_PROBLEM DESCRIPTION_
Please return every line of the records that contains the word "cannot".

Stored items
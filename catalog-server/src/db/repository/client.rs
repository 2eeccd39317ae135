//! Client Repository

use super::{BaseRepository, RepoError, RepoResult, strip_table_prefix};
use crate::db::models::{Client, ClientCreate, ClientStatus, ClientUpdate};
use chrono::Utc;
use surrealdb::Surreal;
use surrealdb::engine::local::Db;

const CLIENT_TABLE: &str = "client";

#[derive(Clone)]
pub struct ClientRepository {
    base: BaseRepository,
}

impl ClientRepository {
    pub fn new(db: Surreal<Db>) -> Self {
        Self {
            base: BaseRepository::new(db),
        }
    }

    pub async fn find_all(&self) -> RepoResult<Vec<Client>> {
        let clients: Vec<Client> = self
            .base
            .db()
            .query("SELECT * FROM client ORDER BY name")
            .await?
            .take(0)?;
        Ok(clients)
    }

    pub async fn find_by_id(&self, id: &str) -> RepoResult<Option<Client>> {
        let pure_id = strip_table_prefix(CLIENT_TABLE, id);
        let client: Option<Client> = self.base.db().select((CLIENT_TABLE, pure_id)).await?;
        Ok(client)
    }

    pub async fn create(&self, data: ClientCreate) -> RepoResult<Client> {
        if data.name.trim().is_empty() {
            return Err(RepoError::Validation("client name cannot be empty".into()));
        }
        if data.email.trim().is_empty() {
            return Err(RepoError::Validation("client email cannot be empty".into()));
        }

        let now = Utc::now();
        let client = Client {
            id: None,
            name: data.name,
            email: data.email,
            phone: data.phone,
            company: data.company,
            status: ClientStatus::Active,
            created_at: now,
            updated_at: now,
        };

        let created: Option<Client> = self
            .base
            .db()
            .create(CLIENT_TABLE)
            .content(client)
            .await?;

        created.ok_or_else(|| RepoError::Database("Failed to create client".to_string()))
    }

    pub async fn update(&self, id: &str, data: ClientUpdate) -> RepoResult<Client> {
        let pure_id = strip_table_prefix(CLIENT_TABLE, id);
        let thing = super::make_thing(CLIENT_TABLE, pure_id);

        let mut set_parts: Vec<&str> = vec!["updatedAt = $updated_at"];

        if data.name.is_some() {
            set_parts.push("name = $name");
        }
        if data.email.is_some() {
            set_parts.push("email = $email");
        }
        if data.phone.is_some() {
            set_parts.push("phone = $phone");
        }
        if data.company.is_some() {
            set_parts.push("company = $company");
        }
        if data.status.is_some() {
            set_parts.push("status = $status");
        }

        let query_str = format!("UPDATE $thing SET {} RETURN AFTER", set_parts.join(", "));

        let mut query = self
            .base
            .db()
            .query(&query_str)
            .bind(("thing", thing))
            .bind(("updated_at", Utc::now()));

        if let Some(v) = data.name {
            query = query.bind(("name", v));
        }
        if let Some(v) = data.email {
            query = query.bind(("email", v));
        }
        if let Some(v) = data.phone {
            query = query.bind(("phone", v));
        }
        if let Some(v) = data.company {
            query = query.bind(("company", v));
        }
        if let Some(v) = data.status {
            query = query.bind(("status", v));
        }

        let mut result = query.await?;
        let clients: Vec<Client> = result.take(0)?;

        clients
            .into_iter()
            .next()
            .ok_or_else(|| RepoError::NotFound(format!("Client {} not found", id)))
    }

    pub async fn delete(&self, id: &str) -> RepoResult<()> {
        let pure_id = strip_table_prefix(CLIENT_TABLE, id);
        let result: Option<Client> = self.base.db().delete((CLIENT_TABLE, pure_id)).await?;
        if result.is_none() {
            return Err(RepoError::NotFound(format!("Client {} not found", id)));
        }
        Ok(())
    }
}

_SOLUTION BELOW_
            return Err(RepoError::Validation("client name cannot be empty".into()));
            return Err(RepoError::Validation("client email cannot be empty".into()));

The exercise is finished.